***** Given entries

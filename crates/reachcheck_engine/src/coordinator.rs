use std::sync::Arc;

use engine_logging::{engine_debug, engine_info};
use futures_util::future::join_all;
use tokio_util::sync::CancellationToken;

use crate::{
    ConcurrencyMode, EndpointDescriptor, EngineEvent, EventSink, Prober, ProbeOutcome,
    ProbeReason, RunConfig, RunId, RunProgress, RunSummary,
};

/// Counters and outcomes of one run. Only the coordinator mutates it.
#[derive(Debug, Clone, PartialEq, Eq, Default)]
pub struct RunState {
    total: usize,
    completed: usize,
    working_count: usize,
    outcomes: Vec<ProbeOutcome>,
}

impl RunState {
    pub fn new(total: usize) -> Self {
        Self {
            total,
            ..Self::default()
        }
    }

    pub fn total(&self) -> usize {
        self.total
    }

    pub fn completed(&self) -> usize {
        self.completed
    }

    pub fn working_count(&self) -> usize {
        self.working_count
    }

    pub fn unreachable_count(&self) -> usize {
        self.completed - self.working_count
    }

    pub fn outcomes(&self) -> &[ProbeOutcome] {
        &self.outcomes
    }

    pub fn is_complete(&self) -> bool {
        self.completed == self.total
    }

    pub fn progress(&self) -> RunProgress {
        RunProgress {
            completed: self.completed,
            total: self.total,
        }
    }

    pub fn summary(&self, cancelled: bool) -> RunSummary {
        RunSummary {
            working_count: self.working_count,
            unreachable_count: self.unreachable_count(),
            total: self.total,
            cancelled,
            outcomes: self.outcomes.clone(),
        }
    }

    fn record(&mut self, outcome: ProbeOutcome) {
        debug_assert!(self.completed < self.total, "more outcomes than descriptors");
        if outcome.reachable {
            self.working_count += 1;
        }
        self.completed += 1;
        self.outcomes.push(outcome);
    }
}

/// Probes a descriptor list and reports outcomes and progress to a sink.
pub struct RunCoordinator {
    prober: Arc<dyn Prober>,
}

impl RunCoordinator {
    pub fn new(prober: Arc<dyn Prober>) -> Self {
        Self { prober }
    }

    /// Runs one full check cycle and returns the final state.
    ///
    /// Every call starts from a fresh [`RunState`]. Cancelling `cancel` aborts
    /// the outstanding probes; the returned state then holds only the outcomes
    /// that finished first.
    pub async fn run(
        &self,
        run_id: RunId,
        descriptors: Vec<EndpointDescriptor>,
        config: &RunConfig,
        sink: &dyn EventSink,
        cancel: &CancellationToken,
    ) -> RunState {
        let mut state = RunState::new(descriptors.len());
        sink.emit(EngineEvent::RunStarted {
            run_id,
            total: state.total(),
        });

        if descriptors.is_empty() {
            engine_info!("Run {}: nothing to check", run_id);
            sink.emit(EngineEvent::RunFinished {
                run_id,
                summary: state.summary(cancel.is_cancelled()),
            });
            return state;
        }

        engine_info!(
            "Run {}: checking {} endpoints ({:?}, timeout {} ms)",
            run_id,
            state.total(),
            config.mode,
            config.timeout_ms
        );

        let cancelled = match config.mode {
            ConcurrencyMode::Sequential => {
                self.run_sequential(run_id, descriptors, config, sink, cancel, &mut state)
                    .await
            }
            ConcurrencyMode::Parallel => {
                self.run_parallel(run_id, descriptors, config, sink, cancel, &mut state)
                    .await
            }
        };

        engine_info!(
            "Run {} {}: {}/{} reachable",
            run_id,
            if cancelled { "cancelled" } else { "finished" },
            state.working_count(),
            state.total()
        );
        sink.emit(EngineEvent::RunFinished {
            run_id,
            summary: state.summary(cancelled),
        });
        state
    }

    /// Returns whether the run was cancelled.
    async fn run_sequential(
        &self,
        run_id: RunId,
        descriptors: Vec<EndpointDescriptor>,
        config: &RunConfig,
        sink: &dyn EventSink,
        cancel: &CancellationToken,
        state: &mut RunState,
    ) -> bool {
        for endpoint in descriptors {
            if cancel.is_cancelled() {
                return true;
            }
            let verdict = self
                .prober
                .probe(&endpoint.url, config.timeout(), cancel)
                .await;
            if verdict.reason == ProbeReason::Cancelled {
                return true;
            }
            let outcome = ProbeOutcome::new(endpoint, verdict);
            state.record(outcome.clone());
            sink.emit(EngineEvent::Outcome { run_id, outcome });
            sink.emit(EngineEvent::Progress {
                run_id,
                progress: state.progress(),
            });
        }
        false
    }

    /// Returns whether the run was cancelled.
    async fn run_parallel(
        &self,
        run_id: RunId,
        descriptors: Vec<EndpointDescriptor>,
        config: &RunConfig,
        sink: &dyn EventSink,
        cancel: &CancellationToken,
        state: &mut RunState,
    ) -> bool {
        let timeout = config.timeout();
        // join_all yields verdicts in input order, whatever order the probes finish in.
        let verdicts = join_all(
            descriptors
                .iter()
                .map(|endpoint| self.prober.probe(&endpoint.url, timeout, cancel)),
        )
        .await;

        let mut cancelled = false;
        for (endpoint, verdict) in descriptors.into_iter().zip(verdicts) {
            if verdict.reason == ProbeReason::Cancelled {
                engine_debug!("Run {}: dropping cancelled probe for {}", run_id, endpoint.url);
                cancelled = true;
                continue;
            }
            let outcome = ProbeOutcome::new(endpoint, verdict);
            state.record(outcome.clone());
            sink.emit(EngineEvent::Outcome { run_id, outcome });
        }
        sink.emit(EngineEvent::Progress {
            run_id,
            progress: state.progress(),
        });
        cancelled
    }
}
use std::collections::BTreeMap;
use std::fs;
use std::path::{Path, PathBuf};

use anyhow::{bail, Context, Result};
use engine_logging::{engine_info, engine_warn};
use reachcheck_core::{DisplayPolicy, RunMode, RunSettings, DEFAULT_TIMEOUT_MS};
use reachcheck_engine::CategoryLocation;
use serde::{Deserialize, Serialize};
use url::Url;

use super::cli::CheckArgs;

pub(crate) const CONFIG_FILENAME: &str = "reachcheck.ron";
const DEFAULT_CATEGORY: &str = "default";
const DEFAULT_SERVERS_FILE: &str = "servers.json";

#[derive(Debug, Clone, Copy, PartialEq, Eq, Serialize, Deserialize, Default)]
enum ModeSetting {
    #[default]
    Sequential,
    Parallel,
}

#[derive(Debug, Clone, Copy, PartialEq, Eq, Serialize, Deserialize, Default)]
enum DisplaySetting {
    #[default]
    All,
    ReachableOnly,
}

#[derive(Debug, Clone, PartialEq, Eq, Serialize, Deserialize)]
enum LocationSetting {
    File(PathBuf),
    Remote(String),
}

#[derive(Debug, Clone, PartialEq, Eq, Serialize, Deserialize)]
#[serde(default)]
struct PersistedConfig {
    timeout_ms: u64,
    mode: ModeSetting,
    display: DisplaySetting,
    default_category: Option<String>,
    categories: BTreeMap<String, LocationSetting>,
}

impl Default for PersistedConfig {
    fn default() -> Self {
        Self {
            timeout_ms: DEFAULT_TIMEOUT_MS,
            mode: ModeSetting::default(),
            display: DisplaySetting::default(),
            default_category: Some(DEFAULT_CATEGORY.to_string()),
            categories: BTreeMap::from([(
                DEFAULT_CATEGORY.to_string(),
                LocationSetting::File(PathBuf::from(DEFAULT_SERVERS_FILE)),
            )]),
        }
    }
}

/// Configuration after relative paths and URLs have been resolved.
#[derive(Debug, Clone, PartialEq)]
pub(crate) struct AppConfig {
    pub settings: RunSettings,
    pub default_category: Option<String>,
    pub categories: BTreeMap<String, CategoryLocation>,
}

impl AppConfig {
    /// Applies command line overrides on top of the file settings.
    pub fn settings_for(&self, args: &CheckArgs) -> RunSettings {
        RunSettings {
            timeout_ms: args.timeout_ms.unwrap_or(self.settings.timeout_ms),
            mode: args.mode.map(Into::into).unwrap_or(self.settings.mode),
            display: args.display.map(Into::into).unwrap_or(self.settings.display),
        }
    }

    /// Picks the category to check: explicit, configured default, or the only one there is.
    pub fn resolve_category(&self, requested: Option<&str>) -> Result<String> {
        if let Some(category) = requested.or(self.default_category.as_deref()) {
            return Ok(category.to_string());
        }
        let mut names = self.categories.keys();
        match (names.next(), names.next()) {
            (Some(only), None) => Ok(only.clone()),
            (None, _) => bail!("no categories configured"),
            _ => bail!(
                "no category given; choose one of: {}",
                self.category_names().join(", ")
            ),
        }
    }

    pub fn category_names(&self) -> Vec<String> {
        self.categories.keys().cloned().collect()
    }
}

/// Loads the config file.
///
/// An explicit path must exist. Without one, `./reachcheck.ron` is used when
/// present and the built-in default otherwise.
pub(crate) fn load_config(explicit: Option<&Path>) -> Result<AppConfig> {
    let path = match explicit {
        Some(path) => path.to_path_buf(),
        None => PathBuf::from(CONFIG_FILENAME),
    };

    let content = match fs::read_to_string(&path) {
        Ok(text) => text,
        Err(err) if err.kind() == std::io::ErrorKind::NotFound && explicit.is_none() => {
            engine_info!("No {} found; using built-in defaults", CONFIG_FILENAME);
            return resolve(PersistedConfig::default(), Path::new("."));
        }
        Err(err) => {
            return Err(err).with_context(|| format!("failed to read config {path:?}"));
        }
    };

    let persisted = parse_config(&content).with_context(|| format!("invalid config {path:?}"))?;
    let base_dir = path
        .parent()
        .filter(|dir| !dir.as_os_str().is_empty())
        .unwrap_or_else(|| Path::new("."));
    engine_info!("Loaded config from {:?}", path);
    resolve(persisted, base_dir)
}

fn parse_config(content: &str) -> Result<PersistedConfig> {
    Ok(ron::from_str(content)?)
}

fn resolve(persisted: PersistedConfig, base_dir: &Path) -> Result<AppConfig> {
    if persisted.timeout_ms == 0 {
        engine_warn!("Config sets timeout_ms to 0; runs will be rejected");
    }

    let mut categories = BTreeMap::new();
    for (name, location) in persisted.categories {
        let location = match location {
            LocationSetting::File(path) if path.is_relative() => {
                CategoryLocation::File(base_dir.join(path))
            }
            LocationSetting::File(path) => CategoryLocation::File(path),
            LocationSetting::Remote(raw) => CategoryLocation::Remote(
                Url::parse(&raw)
                    .with_context(|| format!("category '{name}' has an invalid url {raw:?}"))?,
            ),
        };
        categories.insert(name, location);
    }

    Ok(AppConfig {
        settings: RunSettings {
            timeout_ms: persisted.timeout_ms,
            mode: match persisted.mode {
                ModeSetting::Sequential => RunMode::Sequential,
                ModeSetting::Parallel => RunMode::Parallel,
            },
            display: match persisted.display {
                DisplaySetting::All => DisplayPolicy::All,
                DisplaySetting::ReachableOnly => DisplayPolicy::ReachableOnly,
            },
        },
        default_category: persisted.default_category,
        categories,
    })
}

**********

• [Task brief]:
In the material above, which lines contain "RunCoordinator"? Copy each of them.

• [Answer to this task]:
pub struct RunCoordinator {
impl RunCoordinator {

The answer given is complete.